Material supplied:

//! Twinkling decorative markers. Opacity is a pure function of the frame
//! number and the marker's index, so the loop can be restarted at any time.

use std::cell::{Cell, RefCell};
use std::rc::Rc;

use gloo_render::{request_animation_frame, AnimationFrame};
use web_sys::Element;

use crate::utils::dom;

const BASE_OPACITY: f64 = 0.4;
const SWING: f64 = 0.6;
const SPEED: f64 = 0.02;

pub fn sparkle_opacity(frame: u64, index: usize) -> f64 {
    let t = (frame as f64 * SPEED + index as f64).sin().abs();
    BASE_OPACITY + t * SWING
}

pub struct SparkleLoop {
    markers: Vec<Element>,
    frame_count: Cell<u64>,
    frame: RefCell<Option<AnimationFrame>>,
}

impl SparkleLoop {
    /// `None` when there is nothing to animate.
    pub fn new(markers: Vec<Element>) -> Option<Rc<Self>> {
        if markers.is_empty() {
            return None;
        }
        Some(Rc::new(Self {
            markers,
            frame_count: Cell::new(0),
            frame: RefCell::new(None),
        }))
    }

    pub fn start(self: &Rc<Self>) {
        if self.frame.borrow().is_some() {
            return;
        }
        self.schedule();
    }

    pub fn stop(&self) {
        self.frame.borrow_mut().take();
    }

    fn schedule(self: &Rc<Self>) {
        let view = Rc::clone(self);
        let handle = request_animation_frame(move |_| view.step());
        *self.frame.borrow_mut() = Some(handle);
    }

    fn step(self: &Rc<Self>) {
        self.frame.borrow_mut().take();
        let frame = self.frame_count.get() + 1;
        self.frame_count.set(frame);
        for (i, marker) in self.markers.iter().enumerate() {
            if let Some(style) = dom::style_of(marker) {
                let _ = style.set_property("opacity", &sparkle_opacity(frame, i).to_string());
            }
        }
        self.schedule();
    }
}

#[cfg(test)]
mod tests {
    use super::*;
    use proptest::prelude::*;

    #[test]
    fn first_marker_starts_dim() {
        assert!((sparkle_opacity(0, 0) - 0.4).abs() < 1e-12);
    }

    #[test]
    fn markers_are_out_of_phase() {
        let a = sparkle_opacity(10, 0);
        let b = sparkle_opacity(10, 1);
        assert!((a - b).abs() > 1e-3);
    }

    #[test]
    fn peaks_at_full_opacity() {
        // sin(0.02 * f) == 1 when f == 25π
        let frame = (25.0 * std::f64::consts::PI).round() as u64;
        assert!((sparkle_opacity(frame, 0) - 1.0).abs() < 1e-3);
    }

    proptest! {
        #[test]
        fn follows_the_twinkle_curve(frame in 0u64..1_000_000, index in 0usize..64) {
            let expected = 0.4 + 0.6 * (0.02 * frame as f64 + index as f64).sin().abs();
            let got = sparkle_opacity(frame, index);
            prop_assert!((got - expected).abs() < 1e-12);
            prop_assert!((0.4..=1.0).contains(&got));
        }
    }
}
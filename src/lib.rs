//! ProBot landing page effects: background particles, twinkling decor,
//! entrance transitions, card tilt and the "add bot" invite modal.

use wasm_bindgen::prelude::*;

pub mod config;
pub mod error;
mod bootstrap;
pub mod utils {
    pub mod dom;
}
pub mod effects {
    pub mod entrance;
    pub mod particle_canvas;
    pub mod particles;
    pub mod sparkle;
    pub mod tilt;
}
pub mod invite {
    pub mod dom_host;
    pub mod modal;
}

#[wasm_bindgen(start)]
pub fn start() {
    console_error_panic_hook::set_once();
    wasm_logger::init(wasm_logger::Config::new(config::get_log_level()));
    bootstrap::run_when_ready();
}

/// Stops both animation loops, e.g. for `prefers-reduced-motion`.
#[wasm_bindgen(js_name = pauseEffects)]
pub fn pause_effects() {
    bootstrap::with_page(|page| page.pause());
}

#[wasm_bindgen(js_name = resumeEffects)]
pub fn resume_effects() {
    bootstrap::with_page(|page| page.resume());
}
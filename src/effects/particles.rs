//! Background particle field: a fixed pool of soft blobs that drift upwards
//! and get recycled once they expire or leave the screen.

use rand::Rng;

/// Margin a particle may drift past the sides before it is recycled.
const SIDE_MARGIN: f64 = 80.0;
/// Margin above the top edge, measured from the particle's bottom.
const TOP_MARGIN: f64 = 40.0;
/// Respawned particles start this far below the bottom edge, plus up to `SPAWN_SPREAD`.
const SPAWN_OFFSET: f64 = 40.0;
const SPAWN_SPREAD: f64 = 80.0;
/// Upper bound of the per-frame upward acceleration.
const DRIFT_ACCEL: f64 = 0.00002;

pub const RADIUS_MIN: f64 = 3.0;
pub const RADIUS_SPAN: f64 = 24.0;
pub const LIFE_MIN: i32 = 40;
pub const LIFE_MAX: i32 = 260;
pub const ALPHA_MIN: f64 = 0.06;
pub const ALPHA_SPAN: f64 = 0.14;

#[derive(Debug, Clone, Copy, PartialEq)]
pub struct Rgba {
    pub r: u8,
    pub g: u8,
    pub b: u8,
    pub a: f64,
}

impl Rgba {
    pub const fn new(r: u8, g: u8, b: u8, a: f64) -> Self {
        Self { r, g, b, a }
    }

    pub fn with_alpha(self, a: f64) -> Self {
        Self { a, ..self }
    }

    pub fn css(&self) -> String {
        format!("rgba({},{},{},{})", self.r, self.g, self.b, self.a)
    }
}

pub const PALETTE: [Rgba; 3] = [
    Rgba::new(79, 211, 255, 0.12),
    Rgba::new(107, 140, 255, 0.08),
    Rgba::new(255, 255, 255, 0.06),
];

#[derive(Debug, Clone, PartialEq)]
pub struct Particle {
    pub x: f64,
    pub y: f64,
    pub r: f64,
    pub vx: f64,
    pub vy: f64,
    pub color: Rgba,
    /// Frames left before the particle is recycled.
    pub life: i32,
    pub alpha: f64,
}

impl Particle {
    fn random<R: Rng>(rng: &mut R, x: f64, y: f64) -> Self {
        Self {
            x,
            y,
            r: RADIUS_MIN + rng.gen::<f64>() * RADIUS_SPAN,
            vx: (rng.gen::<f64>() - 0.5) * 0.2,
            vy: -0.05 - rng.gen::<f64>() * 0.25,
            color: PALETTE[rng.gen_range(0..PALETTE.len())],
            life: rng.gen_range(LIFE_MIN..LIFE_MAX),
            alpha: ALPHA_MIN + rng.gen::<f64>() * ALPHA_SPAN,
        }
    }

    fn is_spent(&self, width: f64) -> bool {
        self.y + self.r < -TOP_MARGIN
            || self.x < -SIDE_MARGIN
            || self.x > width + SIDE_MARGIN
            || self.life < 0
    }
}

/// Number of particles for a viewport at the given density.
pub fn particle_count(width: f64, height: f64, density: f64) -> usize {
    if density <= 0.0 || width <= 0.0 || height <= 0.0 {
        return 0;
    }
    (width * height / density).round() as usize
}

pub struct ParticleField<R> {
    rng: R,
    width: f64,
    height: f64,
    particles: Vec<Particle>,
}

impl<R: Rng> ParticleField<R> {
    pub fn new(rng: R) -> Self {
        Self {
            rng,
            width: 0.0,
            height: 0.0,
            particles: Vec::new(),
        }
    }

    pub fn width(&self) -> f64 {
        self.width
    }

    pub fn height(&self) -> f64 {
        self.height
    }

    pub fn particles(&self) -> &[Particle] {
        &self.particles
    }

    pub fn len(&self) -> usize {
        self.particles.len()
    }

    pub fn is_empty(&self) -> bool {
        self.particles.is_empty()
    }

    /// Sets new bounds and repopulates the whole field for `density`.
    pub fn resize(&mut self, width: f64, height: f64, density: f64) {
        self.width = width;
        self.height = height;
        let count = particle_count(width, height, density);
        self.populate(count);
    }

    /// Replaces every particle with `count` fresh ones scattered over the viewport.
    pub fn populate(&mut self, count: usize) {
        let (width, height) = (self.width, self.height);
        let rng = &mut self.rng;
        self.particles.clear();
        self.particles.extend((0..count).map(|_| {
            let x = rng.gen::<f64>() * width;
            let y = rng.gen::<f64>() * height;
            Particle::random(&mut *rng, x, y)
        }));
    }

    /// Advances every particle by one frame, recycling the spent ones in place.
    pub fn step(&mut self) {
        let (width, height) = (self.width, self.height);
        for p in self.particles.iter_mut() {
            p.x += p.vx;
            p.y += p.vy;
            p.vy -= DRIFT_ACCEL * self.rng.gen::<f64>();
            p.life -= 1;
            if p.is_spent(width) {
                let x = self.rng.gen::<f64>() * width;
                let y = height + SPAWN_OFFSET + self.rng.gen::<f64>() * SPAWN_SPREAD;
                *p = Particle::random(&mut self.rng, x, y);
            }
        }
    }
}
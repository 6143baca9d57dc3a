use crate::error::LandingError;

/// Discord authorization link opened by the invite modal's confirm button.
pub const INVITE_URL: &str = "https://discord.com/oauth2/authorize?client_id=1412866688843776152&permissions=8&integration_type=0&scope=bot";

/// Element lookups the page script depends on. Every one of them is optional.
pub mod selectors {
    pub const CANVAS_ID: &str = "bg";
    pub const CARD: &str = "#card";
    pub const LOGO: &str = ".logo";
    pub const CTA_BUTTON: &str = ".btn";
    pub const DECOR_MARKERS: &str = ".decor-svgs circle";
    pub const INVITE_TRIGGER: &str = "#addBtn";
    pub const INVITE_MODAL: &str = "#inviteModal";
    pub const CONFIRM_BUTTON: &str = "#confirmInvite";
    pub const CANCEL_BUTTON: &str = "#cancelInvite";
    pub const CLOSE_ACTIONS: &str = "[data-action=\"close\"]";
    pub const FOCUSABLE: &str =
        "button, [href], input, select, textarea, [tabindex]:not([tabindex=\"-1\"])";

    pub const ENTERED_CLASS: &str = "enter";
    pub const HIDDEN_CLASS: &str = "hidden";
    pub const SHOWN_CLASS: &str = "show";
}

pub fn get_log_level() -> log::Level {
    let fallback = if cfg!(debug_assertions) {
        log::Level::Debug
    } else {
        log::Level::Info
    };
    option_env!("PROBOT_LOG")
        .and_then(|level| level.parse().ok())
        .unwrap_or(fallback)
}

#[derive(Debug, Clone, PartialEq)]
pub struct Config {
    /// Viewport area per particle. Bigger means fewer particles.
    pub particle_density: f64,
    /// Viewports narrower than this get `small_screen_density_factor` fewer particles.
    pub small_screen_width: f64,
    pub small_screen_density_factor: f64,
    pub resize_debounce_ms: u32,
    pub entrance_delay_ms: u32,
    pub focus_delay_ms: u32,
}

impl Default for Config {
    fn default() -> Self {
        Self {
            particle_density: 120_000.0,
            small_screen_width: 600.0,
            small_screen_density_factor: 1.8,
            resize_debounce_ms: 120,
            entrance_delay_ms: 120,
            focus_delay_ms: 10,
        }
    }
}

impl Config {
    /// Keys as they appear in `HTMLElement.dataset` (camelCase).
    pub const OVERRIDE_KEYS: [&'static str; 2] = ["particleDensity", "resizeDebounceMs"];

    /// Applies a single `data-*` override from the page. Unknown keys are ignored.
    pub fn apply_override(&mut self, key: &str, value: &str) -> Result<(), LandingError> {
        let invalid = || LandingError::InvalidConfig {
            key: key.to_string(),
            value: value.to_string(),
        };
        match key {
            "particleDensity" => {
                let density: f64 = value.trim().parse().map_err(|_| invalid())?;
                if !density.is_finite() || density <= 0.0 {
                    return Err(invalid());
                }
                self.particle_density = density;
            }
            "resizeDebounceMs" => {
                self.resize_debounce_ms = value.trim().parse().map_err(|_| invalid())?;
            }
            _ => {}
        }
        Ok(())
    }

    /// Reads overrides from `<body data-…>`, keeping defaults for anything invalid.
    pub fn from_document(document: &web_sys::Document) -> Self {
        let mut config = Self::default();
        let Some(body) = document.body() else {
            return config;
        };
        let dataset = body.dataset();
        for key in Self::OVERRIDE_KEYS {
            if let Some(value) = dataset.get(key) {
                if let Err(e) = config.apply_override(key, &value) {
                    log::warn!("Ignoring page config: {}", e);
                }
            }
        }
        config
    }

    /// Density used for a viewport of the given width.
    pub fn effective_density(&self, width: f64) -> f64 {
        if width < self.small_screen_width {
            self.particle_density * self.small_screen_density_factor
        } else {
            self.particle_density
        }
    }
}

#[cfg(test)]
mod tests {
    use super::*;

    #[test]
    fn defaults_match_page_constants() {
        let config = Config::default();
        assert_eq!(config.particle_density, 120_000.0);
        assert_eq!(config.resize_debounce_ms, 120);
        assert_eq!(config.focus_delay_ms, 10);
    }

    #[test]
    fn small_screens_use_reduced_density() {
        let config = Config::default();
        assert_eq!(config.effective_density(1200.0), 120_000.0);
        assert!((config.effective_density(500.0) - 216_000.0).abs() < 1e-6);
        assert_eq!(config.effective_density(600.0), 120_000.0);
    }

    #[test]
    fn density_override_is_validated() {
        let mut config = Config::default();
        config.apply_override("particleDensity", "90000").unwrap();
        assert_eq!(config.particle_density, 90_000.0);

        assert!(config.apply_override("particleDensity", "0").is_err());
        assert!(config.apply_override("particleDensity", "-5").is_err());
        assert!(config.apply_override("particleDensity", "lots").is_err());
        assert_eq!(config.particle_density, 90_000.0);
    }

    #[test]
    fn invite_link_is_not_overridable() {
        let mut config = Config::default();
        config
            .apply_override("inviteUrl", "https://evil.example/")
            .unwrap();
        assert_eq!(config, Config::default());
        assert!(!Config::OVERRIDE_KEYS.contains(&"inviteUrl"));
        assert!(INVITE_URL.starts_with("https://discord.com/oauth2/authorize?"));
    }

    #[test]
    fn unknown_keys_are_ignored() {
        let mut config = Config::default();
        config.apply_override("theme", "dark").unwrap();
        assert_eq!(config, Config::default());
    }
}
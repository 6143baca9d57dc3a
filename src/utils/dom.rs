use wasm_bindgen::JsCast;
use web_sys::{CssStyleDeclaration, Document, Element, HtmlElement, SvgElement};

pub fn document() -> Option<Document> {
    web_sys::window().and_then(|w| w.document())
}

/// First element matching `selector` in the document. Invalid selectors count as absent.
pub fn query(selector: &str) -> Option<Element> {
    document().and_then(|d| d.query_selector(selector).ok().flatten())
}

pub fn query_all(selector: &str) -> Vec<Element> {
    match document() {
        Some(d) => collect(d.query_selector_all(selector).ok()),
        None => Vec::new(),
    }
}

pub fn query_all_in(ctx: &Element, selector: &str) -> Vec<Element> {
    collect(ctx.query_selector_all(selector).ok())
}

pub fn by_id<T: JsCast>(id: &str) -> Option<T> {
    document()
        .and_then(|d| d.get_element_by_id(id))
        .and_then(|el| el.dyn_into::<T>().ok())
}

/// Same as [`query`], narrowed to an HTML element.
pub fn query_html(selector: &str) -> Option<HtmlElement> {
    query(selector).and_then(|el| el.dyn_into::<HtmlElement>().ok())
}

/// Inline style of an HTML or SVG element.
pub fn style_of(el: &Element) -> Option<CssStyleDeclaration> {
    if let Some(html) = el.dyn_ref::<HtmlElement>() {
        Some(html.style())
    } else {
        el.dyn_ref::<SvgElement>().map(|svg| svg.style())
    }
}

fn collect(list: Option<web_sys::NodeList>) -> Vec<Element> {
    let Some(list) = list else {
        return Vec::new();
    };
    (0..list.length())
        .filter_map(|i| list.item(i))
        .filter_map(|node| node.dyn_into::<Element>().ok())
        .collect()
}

Exercise requirements:
Work out how many lines in the material contain the string "random", then write that number and nothing more.

Result of the task:
3